Abstract 279P
Background
Bone modifying agents (BMAs) such as Zoledronic acid (ZA) and Denosumab (Dmab) are indicated in metastatic breast cancer (MBC) with bone involvement to prevent skeletal-related events.1 In the early breast cancer (EBC) setting, bisphosphonates reduce distant/bone recurrence and breast cancer mortality in post-menopausal women.2 Although well tolerated, BMAs carry a risk of severe adverse events such as medication-related osteonecrosis of the jaw (MRONJ). Our aim was to assess the incidence, risk factors and management of MRONJ in breast cancer patients receiving ZA and Dmab at our centre.
Methods
All breast cancer patients, who received at least one dose of ZA or Dmab between 2015 and 2020, were retrospectively identified using Chemocare v6. Electronic records were reviewed till 15/01/2024 for ONJ incidence. Clinical details were collated using Microsoft Excel. SPSS v29.0.2 was utilised for statistical analysis.
Results
455 patients received at least 1 dose of ZA or Dmab. 102 (22.4%) and 353 (77.6%) had diagnoses of EBC and MBC respectively (Table). 17 (3.7%) patients developed MRONJ. Majority were MBC patients receiving palliative monthly Dmab; 1 patient had switched from Dmab to ZA. Mean duration of BMA treatment was 2.2 years (10 months – 4 years). Concurrent systemic treatments included chemotherapy, 3 (17.6%), anti-HER2 directed therapy, 2 (11.8%), hormones, 7 (41.2%) and Cyclin-dependent kinase 4/6 inhibitors, 5 (29.4%). Presenting symptoms included jaw pain, infection and paraesthesia. Orthopantomogram and Computed Tomography were utilised in confirming diagnosis. The mandible was the most common site affected (52.9%). Table: 279P
Baseline characteristics, risk factors and management
| Characteristic | Whole cohort N=455 | Developed ONJ N=17 |
| Mean age (range) – yr | 65 (33-97) | 69 (49-86) |
| Female sex | 454 (99.7%) | 17 (100%) |
| Diagnosis | ||
| EBC | 102 (22.4%) | - |
| MBC | 353 (77.6%) | 17 (100%) |
| Bone modifying agent | ||
| ZA | 117 (25.7%) | - |
| Dmab | 334 (73.4%) | 16 (94.1%) |
| Dmab -> ZA | 3 (0.67%) | 1 (5.9%) |
| ZA -> Dmab | 1 (0.22%) | - |
| Risk factors | ||
| Dental Intervention | 10 (58.8%) | |
| Hypocalcaemia | 3 (17.6%) | |
| Diabetes Mellitus | 3 (17.6%) | |
| Current Smoker | 1 (5.9%) | |
| Management | ||
| Conservative | 11 (64.7%) | |
| Additional intervention | 4 (23.5%) | |
| Unknown | 2 (11.8%) | |
| BMA discontinued | ||
| Yes | 15 (88.2%) | |
| No | 2 (11.8%) | |
| Systemic treatment | ||
| Continued | 15(88.2%) | |
| Discontinued | 1 (5.9%) | |
| Switched to alternative | 1 (5.9%) |
Conclusions
Incidence of MRONJ is in keeping with published literature.
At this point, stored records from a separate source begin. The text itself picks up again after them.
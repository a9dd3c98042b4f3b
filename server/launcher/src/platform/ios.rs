//! iOS flows. The CLI only drives iOS builds on macOS.

use log::{debug, info};
use std::sync::mpsc::Receiver;

use super::{DebugOutcome, DebugReady, Platform, PlatformSession, SessionContext};
use crate::command::CliCommand;
use crate::error::{ExitInfo, LaunchError, Result};
use crate::process::{ProcessEvent, ProcessHandle};
use crate::request::LaunchRequest;
use crate::scanner;

const REQUIRED_HOST_OS: &str = "macos";

#[derive(Clone)]
pub struct IosSession {
    ctx: SessionContext,
    host_os: &'static str,
}

impl IosSession {
    pub fn new(ctx: SessionContext) -> Self {
        Self {
            ctx,
            host_os: std::env::consts::OS,
        }
    }

    /// Pretend to run on another host OS.
    pub fn with_host_os(mut self, os: &'static str) -> Self {
        self.host_os = os;
        self
    }

    fn check_preconditions(&self) -> Result<()> {
        if self.host_os != REQUIRED_HOST_OS {
            return Err(LaunchError::PlatformUnsupported {
                platform: "iOS",
                required: "macOS",
            });
        }
        self.ctx.gate.check()
    }

    /// Attach always rebuilds; launch rebuilds only when asked to.
    pub fn rebuild(request: &LaunchRequest) -> bool {
        if request.is_launch() {
            request.rebuild
        } else {
            true
        }
    }

    pub fn debug_command(&self, request: &LaunchRequest) -> CliCommand {
        let launch = request.is_launch();
        let rebuild = Self::rebuild(request);
        self.ctx
            .builder()
            .append_param("debug")
            .append_param(Platform::Ios.name())
            .append_param_if("--emulator", request.emulator)
            .append_param_if("--start", request.is_attach())
            .append_param_if("--debug-brk", launch && request.stop_on_entry)
            .append_param_if("--no-rebuild", !rebuild)
            .append_param_if("--syncAllFiles", launch && !rebuild && request.sync_all_files)
            .append_param("--no-client")
            .append_params(request.forwarded_args.iter().cloned())
            .build()
    }
}

/// Wait for the debugger socket path.
///
/// When rebuilding, the socket alone is enough. Otherwise the app must also
/// report that its files were synced.
pub fn await_socket(events: &Receiver<ProcessEvent>, rebuild: bool) -> Result<String> {
    let mut socket_path: Option<String> = None;
    let mut synced = false;

    for event in events.iter() {
        match event {
            ProcessEvent::Stdout(chunk) => {
                if socket_path.is_none() {
                    socket_path = scanner::socket_opened(&chunk);
                    if let Some(path) = &socket_path {
                        debug!("debugger socket announced at {}", path);
                    }
                }
                if !rebuild && !synced {
                    synced = scanner::app_synced(&chunk);
                }
                if let Some(path) = &socket_path {
                    if rebuild || synced {
                        return Ok(path.clone());
                    }
                }
            }
            ProcessEvent::Exited(info) => return Err(LaunchError::ExitedBeforeReady(info)),
        }
    }
    Err(LaunchError::ExitedBeforeReady(ExitInfo::default()))
}

impl PlatformSession for IosSession {
    fn platform_name(&self) -> &'static str {
        Platform::Ios.name()
    }

    fn run(&self, request: &LaunchRequest) -> Result<ProcessHandle> {
        self.check_preconditions()?;
        let command = self.ctx.run_command(Platform::Ios, request);
        info!("running `{}`", command);
        self.ctx.spawn(&command)
    }

    fn debug(&self, request: &LaunchRequest) -> Result<DebugOutcome> {
        self.check_preconditions()?;
        let command = self.debug_command(request);
        info!("debugging `{}`", command);

        let mut handle = self.ctx.spawn(&command)?;
        let events = handle
            .take_events()
            .ok_or_else(|| LaunchError::ExitedBeforeReady(ExitInfo::default()))?;
        let socket_path = await_socket(&events, Self::rebuild(request))?;

        Ok(DebugOutcome {
            ready: DebugReady::Socket(socket_path),
            process: Some(handle),
        })
    }

    fn debug_port(&self, _request: &LaunchRequest) -> Result<u16> {
        // iOS debugging goes through the socket reported by `debug`.
        Err(LaunchError::OperationUnsupported {
            operation: "debug port lookup",
            platform: "iOS",
        })
    }
}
Dental intervention during BMA treatment was our principal risk factor. High-level evidence regarding drug holidays prior to dental intervention is required.3, 4:
References: 1. Goldvaser, H. and Amir, E., 2019. Role of bisphosphonates in breast cancer therapy. Current treatment options in oncology, 20, pp.1-17. 2. Early Breast Cancer Trialists' Collaborative Group, 2015. Adjuvant bisphosphonate treatment in early breast cancer: meta-analyses of individual patient data from randomised trials. The Lancet, 386(10001), pp.1353-1361. 3. Ruggiero, S.L., Dodson, T.B., Aghaloo, T., Carlson, E.R., Ward, B.B. and Kademani, D., 2022. American Association of Oral and Maxillofacial Surgeons’ position paper on medication-related osteonecrosis of the Jaws—2022 update. Journal of oral and maxillofacial surgery, 80(5), pp.920-943. 4. Ottesen, C., Schiodt, M. and Gotfredsen, K., 2020. Efficacy of a high-dose antiresorptive drug holiday to reduce the risk of medication-related osteonecrosis of the jaw (MRONJ): A systematic review. Heliyon, 6(4).
Legal entity responsible for the study
Breast Team - Oncology Department, University Hospitals of Leicester NHS Trust.
Funding
Has not received any funding.
Disclosure
All authors have declared no conflicts of interest.